I thought of sitting down at a café to call my wife, but rented a bicycle instead. I threw my bag into the Vélib’s basket and rode to my favorite museum, the Pompidou. There, I would find the inspiration to write my poem. “You reap what you sow,” my college adviser had said, and she was right, of course. It was a bumper year for student poets, an auspicious time to tap into our endowment. The university was flush with cash, harvesting its sixth year of gains from an unrelenting bull market, and funding all sorts of brazen literary conceits. My MFA adviser really wanted me to go to Paris because “all poets spend time in La Ville Lumière, at least once in their lifetime. You have everything you need there. Bridges. Bedbugs. Beckett. Baguettes. It’s a wonderful place to ply your trade.” And so, when the Department of English accepted my travel grant proposal to compose a poem in Paris, I packed my leather holdall without delay. You see, the trick is to do as much as you can in as little time as possible.

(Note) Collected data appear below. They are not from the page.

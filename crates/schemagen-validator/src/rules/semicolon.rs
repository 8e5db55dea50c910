use std::sync::LazyLock;

use regex::Regex;

use super::{RuleOutcome, ValidationRule};
use crate::diagnostic::{RuleId, Severity, ValidationDiagnostic};

/// Primitive and variable declaration keywords.
static DECLARATION_KEYWORD: LazyLock<Regex> = LazyLock::new(|| {
    match Regex::new(r"\b(?:boolean|byte|short|int|long|float|double|char|String|var)\b") {
        Ok(regex) => regex,
        Err(err) => panic!("Declaration keyword regex is invalid: {err}"),
    }
});

/// Trailing `// ...` comment.
static LINE_COMMENT: LazyLock<Regex> = LazyLock::new(|| match Regex::new(r"//.*$") {
    Ok(regex) => regex,
    Err(err) => panic!("Line comment regex is invalid: {err}"),
});

/// Inline `/* ... */` comment.
static BLOCK_COMMENT: LazyLock<Regex> = LazyLock::new(|| match Regex::new(r"/\*.*?\*/") {
    Ok(regex) => regex,
    Err(err) => panic!("Block comment regex is invalid: {err}"),
});

/// Start of a type declaration line.
static TYPE_HEADER: LazyLock<Regex> = LazyLock::new(|| {
    match Regex::new(r"^(?:public\s+)?(?:(?:abstract|final|sealed|static)\s+)*(?:class|interface|enum|record)\s")
    {
        Ok(regex) => regex,
        Err(err) => panic!("Type header regex is invalid: {err}"),
    }
});

/// Line endings that continue an expression on the next line.
const CONTINUATION_SUFFIXES: [&str; 11] = ["+", "-", "*", "/", "=", "&&", "||", ":", "?", ",", "."];

/// Flags statement-looking lines that lack a `;` terminator.
///
/// Line oriented: tracks brace depth and block comments, skips package and
/// import lines, method and constructor headers, and continuation lines. Only
/// lines inside a type body (depth > 0) are checked as statements; inline
/// `{ ... }` bodies and type header tails are checked on any line. Every
/// offending line is reported.
#[derive(Debug, Clone, Copy, Default)]
pub struct SemicolonTerminationRule;

impl ValidationRule for SemicolonTerminationRule {
    fn id(&self) -> RuleId {
        RuleId::SemicolonTermination
    }

    fn severity(&self) -> Severity {
        Severity::Error
    }

    fn check(&self, source: &str) -> RuleOutcome {
        let (_, diagnostics) = source.lines().enumerate().fold(
            (ScanState::default(), Vec::new()),
            |(state, mut diagnostics), (index, raw)| {
                let (next, finding) = state.step(raw);
                if let Some(statement) = finding {
                    let line_number = index + 1;
                    diagnostics.push(
                        ValidationDiagnostic::new(
                            self.id(),
                            self.severity(),
                            format!("Missing semicolon at line {line_number}: {statement}"),
                        )
                        .at_line(line_number),
                    );
                }
                (next, diagnostics)
            },
        );
        RuleOutcome::fail(diagnostics)
    }
}

/// Scanner state carried from one line to the next.
#[derive(Debug, Clone, Copy, Default, PartialEq, Eq)]
struct ScanState {
    /// Brace nesting depth before the current line, floored at zero
    depth: usize,
    /// Inside a `/* ... */` block spanning lines
    in_block_comment: bool,
}

impl ScanState {
    /// Consumes one line, returning the state for the next line and the
    /// unterminated statement found on this one, if any.
    fn step(self, raw: &str) -> (Self, Option<String>) {
        let line = raw.trim();

        if self.in_block_comment || line.starts_with("/*") {
            let still_open = !line.contains("*/");
            return (
                Self {
                    in_block_comment: still_open,
                    ..self
                },
                None,
            );
        }
        if line == "*" || line.starts_with("* ") {
            return (self, None);
        }

        let (code, opens_comment) = split_code(line);
        let next = Self {
            depth: brace_depth(self.depth, raw),
            in_block_comment: opens_comment,
        };
        (next, unterminated_statement(line, &code, raw, self.depth))
    }
}

fn brace_depth(depth: usize, raw: &str) -> usize {
    raw.chars().fold(depth, |level, ch| match ch {
        '{' => level + 1,
        '}' => level.saturating_sub(1),
        _ => level,
    })
}

fn unterminated_statement(line: &str, code: &str, raw: &str, depth_before: usize) -> Option<String> {
    if code.is_empty() || code.starts_with("package ") || code.starts_with("import ") {
        return None;
    }

    let inline = inline_block_body(raw)
        .filter(|inner| looks_like_statement(inner) && !inner.contains(';'));
    if inline.is_some() {
        return inline;
    }

    if code.ends_with([';', '{', '}']) || is_exempt_signature(code) {
        return None;
    }
    if TYPE_HEADER.is_match(code) {
        return type_header_tail(code);
    }

    (depth_before > 0 && looks_like_statement(code) && !is_continuation(code))
        .then(|| line.to_owned())
}

/// Code part of a trimmed line: `//` and `/* */` comments outside string and
/// char literals removed. The flag is set when a `/*` is left open.
fn split_code(line: &str) -> (String, bool) {
    let mut code = String::with_capacity(line.len());
    let mut chars = line.chars().peekable();
    let mut quote = None;
    let mut in_comment = false;

    while let Some(ch) = chars.next() {
        if in_comment {
            if ch == '*' && chars.next_if_eq(&'/').is_some() {
                in_comment = false;
            }
            continue;
        }
        if let Some(open) = quote {
            code.push(ch);
            if ch == '\\' {
                code.extend(chars.next());
            } else if ch == open {
                quote = None;
            }
            continue;
        }
        match (ch, chars.peek()) {
            ('/', Some('/')) => break,
            ('/', Some('*')) => {
                chars.next();
                in_comment = true;
            }
            ('"' | '\'', _) => {
                quote = Some(ch);
                code.push(ch);
            }
            _ => code.push(ch),
        }
    }

    (code.trim().to_owned(), in_comment)
}

/// Content between the first `{` and the last `}` of a line, comments removed.
fn inline_block_body(raw: &str) -> Option<String> {
    let open = raw.find('{')?;
    let close = raw.rfind('}')?;
    if close <= open {
        return None;
    }
    let inner = strip_comments(&raw[open + 1..close]);
    (!inner.is_empty()).then_some(inner)
}

/// Statement text following the `{` of a type header such as `class A { int x = 1`.
fn type_header_tail(line: &str) -> Option<String> {
    let brace = line.find('{')?;
    let after_brace = line[brace + 1..].trim();
    let body = after_brace.strip_suffix('}').unwrap_or(after_brace);
    let tail = strip_comments(body);
    (!tail.is_empty() && !tail.ends_with(';') && looks_like_statement(&tail)).then_some(tail)
}

/// Method, constructor and annotation headers are exempt, except a call whose
/// result is assigned and that is missing its terminator.
fn is_exempt_signature(line: &str) -> bool {
    let Some(open) = line.find('(') else {
        return false;
    };
    let assigned_call = line.ends_with(')') && line[..open].contains('=');
    !assigned_call
}

fn looks_like_statement(text: &str) -> bool {
    text.contains('=') || DECLARATION_KEYWORD.is_match(text)
}

/// Ends in a binary operator, a ternary token or a separator. Postfix `++`
/// and `--` complete an expression.
fn is_continuation(code: &str) -> bool {
    if code.ends_with("++") || code.ends_with("--") {
        return false;
    }
    CONTINUATION_SUFFIXES
        .iter()
        .any(|suffix| code.ends_with(suffix))
}

fn strip_comments(text: &str) -> String {
    let without_line = LINE_COMMENT.replace(text.trim(), "");
    BLOCK_COMMENT
        .replace_all(&without_line, "")
        .trim()
        .to_owned()
}

#[cfg(test)]
mod tests {
    use super::*;

    fn findings(source: &str) -> Vec<(usize, String)> {
        SemicolonTerminationRule
            .check(source)
            .diagnostics
            .into_iter()
            .map(|diag| (diag.line.unwrap(), diag.message))
            .collect()
    }

    #[test]
    fn test_well_formed_class_passes() {
        let source = r#"package com.example;

import java.util.List;

/**
 * Generated API.
 */
public class Api {
    private static final int LIMIT = 10;
    private String name;
    /* block
       int ignored = 1
    */
    public Api(String name,
               int limit) {
        this.name = name;
    }

    public String greeting()
    {
        String text = "hello " +
            name;
        return text;
    }

    public enum Role {
        ADMIN,
        USER
    }
}
"#;
        assert_eq!(findings(source), vec![]);
    }

    #[test]
    fn test_missing_field_terminator_is_reported_with_line() {
        let source = "public class Api {\n    private String name\n}\n";
        assert_eq!(
            findings(source),
            vec![(2, "Missing semicolon at line 2: private String name".to_owned())]
        );
    }

    #[test]
    fn test_every_offending_line_is_reported() {
        let source = "public class Api {\n    int a = 1\n    int b = 2;\n    long c\n}\n";
        let lines: Vec<usize> = findings(source).into_iter().map(|(line, _)| line).collect();
        assert_eq!(lines, vec![2, 4]);
    }

    #[test]
    fn test_top_level_lines_are_not_statements() {
        assert_eq!(findings("int stray = 1\n"), vec![]);
    }

    #[test]
    fn test_inline_block_body_is_checked() {
        let source = "public class Api {\n    void reset() { this.count = 0 }\n}\n";
        assert_eq!(
            findings(source),
            vec![(2, "Missing semicolon at line 2: this.count = 0".to_owned())]
        );
    }

    #[test]
    fn test_inline_comment_only_body_passes() {
        let source = "public class Api {\n    void reset() { /* int nothing */ }\n    void run() { // String later\n    }\n}\n";
        assert_eq!(findings(source), vec![]);
    }

    #[test]
    fn test_assigned_call_needs_terminator() {
        let source = "public class Api {\n    void run() {\n        String value = build()\n        String other = build(\n            1);\n    }\n}\n";
        let lines: Vec<usize> = findings(source).into_iter().map(|(line, _)| line).collect();
        assert_eq!(lines, vec![3]);
    }

    #[test]
    fn test_type_header_tail_is_checked() {
        let source = "public class Api {\n    class Inner { int x = 1\n    }\n}\n";
        assert_eq!(
            findings(source),
            vec![(2, "Missing semicolon at line 2: int x = 1".to_owned())]
        );
    }

    #[test]
    fn test_crlf_line_endings() {
        let source = "public class Api {\r\n    int a = 1;\r\n    int b = 2\r\n}\r\n";
        let lines: Vec<usize> = findings(source).into_iter().map(|(line, _)| line).collect();
        assert_eq!(lines, vec![3]);
    }

    #[test]
    fn test_trailing_comment_does_not_hide_missing_terminator() {
        let source = "public class Api {\n    private int retries = 2 /* default */\n    private int limit = 3 // upper bound\n    private int ok = 4; // fine\n}\n";
        let lines: Vec<usize> = findings(source).into_iter().map(|(line, _)| line).collect();
        assert_eq!(lines, vec![2, 3]);
    }

    #[test]
    fn test_postfix_operators_end_a_statement() {
        let source = "public class Api {\n    void run() {\n        int next = count--\n        int last = count++\n        int sum = count +\n            1;\n    }\n}\n";
        let lines: Vec<usize> = findings(source).into_iter().map(|(line, _)| line).collect();
        assert_eq!(lines, vec![3, 4]);
    }

    #[test]
    fn test_ternary_and_colon_continuations() {
        let source = "public class Api {\n    void run() {\n        String label = ready ?\n            \"yes\" :\n            \"no\";\n    }\n}\n";
        assert_eq!(findings(source), vec![]);
    }

    #[test]
    fn test_comment_markers_inside_literals_are_code() {
        let source = "public class Api {\n    String url = \"http://example.com\";\n    char slash = '/';\n    String glob = \"/*\";\n    int after = 1\n}\n";
        assert_eq!(
            findings(source),
            vec![(5, "Missing semicolon at line 5: int after = 1".to_owned())]
        );
    }

    #[test]
    fn test_block_comment_opened_after_code_spans_lines() {
        let source = "public class Api {\n    int a = 1; /* note\n       int ignored = 2\n    */\n    int b = 3\n}\n";
        let lines: Vec<usize> = findings(source).into_iter().map(|(line, _)| line).collect();
        assert_eq!(lines, vec![5]);
    }

    #[test]
    fn test_depth_is_floored_at_zero() {
        let state = ScanState::default().step("}}}").0;
        assert_eq!(state.depth, 0);
        let nested = state.step("class A { void b() {").0;
        assert_eq!(nested.depth, 2);
    }
}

Which is why I never sit still. On my way to Beaubourg, I updated my Tumblr page, sent a text message to my wife, and liked an online photo of a friend I don’t really like. Call me magnanimous. As I walked into the Pompidou, I vowed to spend less than twenty-five minutes on seeing the museum’s entire collection. The deficit would have to be covered by postcards of modern artwork in the museum’s gift shop. I slid my finger across my phone and realized that I had been in Paris for almost two hours. I had done so little, wasted so much time. I slammed through the Abstract Expressionists like a storm, gliding past a Gorky in a fury. This was when everything came into focus. The blur of abstraction around me receded, and life reasserted itself in its reassuring shapes and wrinkles.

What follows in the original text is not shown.